Gold created the multi-day music festival back in 2010 with late faculty member Steven Bodner and then-music department chair David Kechley. The college’s landmark ’62 Center had just opened when Kechley approached Gold and Bodner.

“He said, ‘we’d like to do something in the black box theater different than what we do in our own space’,” Gold recalled. “That’s pretty much all we needed to hear. Using unconventional spaces has always been really important to me. And we just ran with that.

“The ’62 Center is an incredible space to work, but being able to go out to WCMA and the Clark is a means of connecting with the public in different spaces and places where they might not expect to hear music. It’s interacting in a different way, listening to a museum instead of just looking at it.”

The title, I/O Fest, recalls both one of Jupiter’s moons and the idea of Input/Output, Gold said.

“It’s two weeks at the start of the year when we immerse ourselves in this music and plan different kinds of events in different spaces. It’s about taking in everything around us — the music, spaces, culture, people we’re working with — and at the end of the process the music comes out.”

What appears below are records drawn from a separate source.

use super::*;

#[test]
fn line_defaults_to_white_one_pixel() {
    let line: Line = serde_json::from_str(r#"{"xs":0,"ys":1,"xe":2,"ye":3}"#).unwrap();
    assert_eq!(line.color, Color::WHITE);
    assert_eq!(line.line_width, 1.0);
}

#[test]
fn line_width_is_camel_cased() {
    let line: Line =
        serde_json::from_str(r#"{"xs":0,"ys":0,"xe":1,"ye":1,"lineWidth":3}"#).unwrap();
    assert_eq!(line.line_width, 3.0);
    assert!(serde_json::from_str::<Line>(r#"{"xs":0,"ys":0,"xe":1,"ye":1,"line_width":3}"#).is_err());
}

#[test]
fn unknown_and_missing_fields_are_rejected() {
    assert!(serde_json::from_str::<Circle>(r#"{"x":0,"y":0}"#).is_err());
    assert!(serde_json::from_str::<Circle>(r#"{"x":0,"y":0,"r":1,"radius":2}"#).is_err());
    assert!(serde_json::from_str::<Refresh>(r#"{"colour":[0,0,0]}"#).is_err());
}

#[test]
fn refresh_fields_are_all_optional() {
    let r: Refresh = serde_json::from_str("{}").unwrap();
    assert_eq!(r, Refresh::default());
    let r: Refresh = serde_json::from_str(r#"{"color":null,"width":640}"#).unwrap();
    assert_eq!(r.color, None);
    assert_eq!(r.width, Some(640));
}

#[test]
fn open_polyline_splits_into_consecutive_segments() {
    let p = Polyline {
        points: vec![Point(0.0, 0.0), Point(50.0, 0.0), Point(50.0, 50.0)],
        color: Color::rgb(1, 2, 3),
        line_width: 2.0,
        close: false,
    };
    let segs = p.segments();
    assert_eq!(segs.len(), 2);
    assert_eq!((segs[0].xs, segs[0].ys, segs[0].xe, segs[0].ye), (0.0, 0.0, 50.0, 0.0));
    assert_eq!((segs[1].xs, segs[1].ys, segs[1].xe, segs[1].ye), (50.0, 0.0, 50.0, 50.0));
    assert!(segs.iter().all(|s| s.color == Color::rgb(1, 2, 3) && s.line_width == 2.0));
}

#[test]
fn closed_polyline_adds_return_segment() {
    let p = Polyline {
        points: vec![Point(0.0, 0.0), Point(10.0, 0.0), Point(10.0, 10.0)],
        color: Color::WHITE,
        line_width: 1.0,
        close: true,
    };
    let segs = p.segments();
    assert_eq!(segs.len(), 3);
    let last = &segs[2];
    assert_eq!((last.xs, last.ys, last.xe, last.ye), (10.0, 10.0, 0.0, 0.0));
}

#[test]
fn min_point_check_reports_counts() {
    let err = ensure_min_points("polygon", &[Point(0.0, 0.0)], Polygon::MIN_POINTS).unwrap_err();
    assert!(matches!(err, VisionError::InvalidParameter { .. }));
    assert!(err.to_string().contains("at least 3 points, got 1"));
}
use std::path::{Path, PathBuf};
use std::sync::{Arc, Mutex, MutexGuard, PoisonError};

use crate::foundation::core::FrameRGBA;
use crate::foundation::error::{VisionError, VisionResult};

/// Hook invoked with a completed frame right before a refresh replaces it.
///
/// `index` is the frame counter value of the outgoing frame (1 for the frame produced by the
/// first refresh). Calls arrive in strictly increasing `index` order. An error aborts the refresh
/// that triggered it.
pub trait FrameObserver: Send {
    /// Receive one completed frame.
    fn frame_complete(&mut self, index: u64, frame: &FrameRGBA) -> VisionResult<()>;
}

/// Writes every completed frame to `<dir>/<index>.png`.
#[derive(Debug, Clone)]
pub struct FrameExporter {
    dir: PathBuf,
}

impl FrameExporter {
    /// Create an exporter, creating `dir` if it does not exist.
    pub fn new(dir: impl Into<PathBuf>) -> VisionResult<Self> {
        let dir = dir.into();
        std::fs::create_dir_all(&dir)?;
        Ok(Self { dir })
    }

    /// Output directory.
    pub fn dir(&self) -> &Path {
        &self.dir
    }

    /// Path the frame with `index` is written to.
    pub fn frame_path(&self, index: u64) -> PathBuf {
        self.dir.join(format!("{index}.png"))
    }
}

impl FrameObserver for FrameExporter {
    fn frame_complete(&mut self, index: u64, frame: &FrameRGBA) -> VisionResult<()> {
        let path = self.frame_path(index);
        write_png(&path, frame)?;
        tracing::debug!(frame = index, path = %path.display(), "exported frame");
        Ok(())
    }
}

/// In-memory observer for tests and debugging.
///
/// Clones share one buffer, so a clone kept by the caller sees every frame captured by the
/// copy attached to a canvas.
#[derive(Debug, Default, Clone)]
pub struct InMemoryFrames {
    frames: Arc<Mutex<Vec<(u64, FrameRGBA)>>>,
}

impl InMemoryFrames {
    /// Create an empty collector.
    pub fn new() -> Self {
        Self::default()
    }

    /// Copy of the captured frames in arrival order.
    pub fn frames(&self) -> Vec<(u64, FrameRGBA)> {
        self.lock().clone()
    }

    /// Indices of the captured frames in arrival order.
    pub fn indices(&self) -> Vec<u64> {
        self.lock().iter().map(|(index, _)| *index).collect()
    }

    /// Number of captured frames.
    pub fn len(&self) -> usize {
        self.lock().len()
    }

    /// Whether no frame has been captured yet.
    pub fn is_empty(&self) -> bool {
        self.lock().is_empty()
    }

    // A poisoned buffer still holds every frame pushed before the panic.
    fn lock(&self) -> MutexGuard<'_, Vec<(u64, FrameRGBA)>> {
        self.frames.lock().unwrap_or_else(PoisonError::into_inner)
    }
}

impl FrameObserver for InMemoryFrames {
    fn frame_complete(&mut self, index: u64, frame: &FrameRGBA) -> VisionResult<()> {
        self.lock().push((index, frame.clone()));
        Ok(())
    }
}

/// Any `Send` closure can observe frames.
impl<F> FrameObserver for F
where
    F: FnMut(u64, &FrameRGBA) -> VisionResult<()> + Send,
{
    fn frame_complete(&mut self, index: u64, frame: &FrameRGBA) -> VisionResult<()> {
        self(index, frame)
    }
}

/// Write a frame as an RGB8 PNG, creating parent directories as needed.
pub fn write_png(path: &Path, frame: &FrameRGBA) -> VisionResult<()> {
    if let Some(parent) = path.parent() {
        if !parent.as_os_str().is_empty() {
            std::fs::create_dir_all(parent)?;
        }
    }
    image::save_buffer_with_format(
        path,
        &frame.to_rgb8(),
        frame.width,
        frame.height,
        image::ColorType::Rgb8,
        image::ImageFormat::Png,
    )
    .map_err(|e| VisionError::backend(format!("write png '{}': {e}", path.display())))
}

#[cfg(test)]
#[path = "../../tests/unit/canvas/observer.rs"]
mod tests;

The festival, Gold said, “aims to create experiences for audiences and musicians that are immersive, participatory, thoughtful, engaging, often challenging, nonconventional experiences of live music. That’s really what it’s about. And bringing people together to share in this experience.”

IF YOU GO

What: I/O Fest 2023 — three days and nights of the music of now

Who: Williams College department of music

When: Jan. 13-15

Venues: ’62 Center for Theatre & Dance, 1000 Main St., Williamstown;  Williams College Museum of Art, 15 Lawrence Drive, Williamstown; Clark Art Institute, 225 South St., Williamstown

COVID-19 Policy: Masks required.

More information: music.williams.edu 

I/O FEST 2023 SCHEDULE

Admission: Free except as noted. Masks required. 

Full listings: music.williams.edu

FRIDAY, JAN. 13

Noon to 4 p.m., I/O Ensemble at WCMA: I/O pop-ups and interventions all afternoon in the galleries. Music by Raven Chacon, Myriam el Haik, Kazuo Fukushima, and Williams students.

7:30 p.m., Friday CenterStage: I/O Ensemble performs adventurous new music from the edge of tomorrow at the ’62 Center.

SATURDAY, JAN. 14

4:30 p.m., Film screening at The Clark: “Milford Graves Full Mantis,” a 90-minute documentary on avant-garde jazz percussionist; discussion with director Jake Meginsky

8 p.m., “Penelope” at CenterStage: New Music Williams presents “Penelope,” a 60-minute song cycle by Sarah Kirkland Snider, featuring Sara Stebbins and chamber orchestra in the ’62 Center’s CenterStage Theater.

SUNDAY, JAN. 15

1 p.m., I/Out Loud Family Concert, featuring GEORGE: New Music performs a family concert with I/Out Loud, Kids 4 Harmony, and special guest GEORGE. Concert is in the Michael Conforti Pavilion at The Clark. Gallery admission is free. 

4 p.m., GEORGE in Concert at The Clark: Genre-crossing jazz and new music ensemble GEORGE, featuring composer and percussionist John Hollenbeck, performs music from their forthcoming album “Letters to George.” Tickets required. $5, general admission; $3, Clark members; $2 for students and under 21.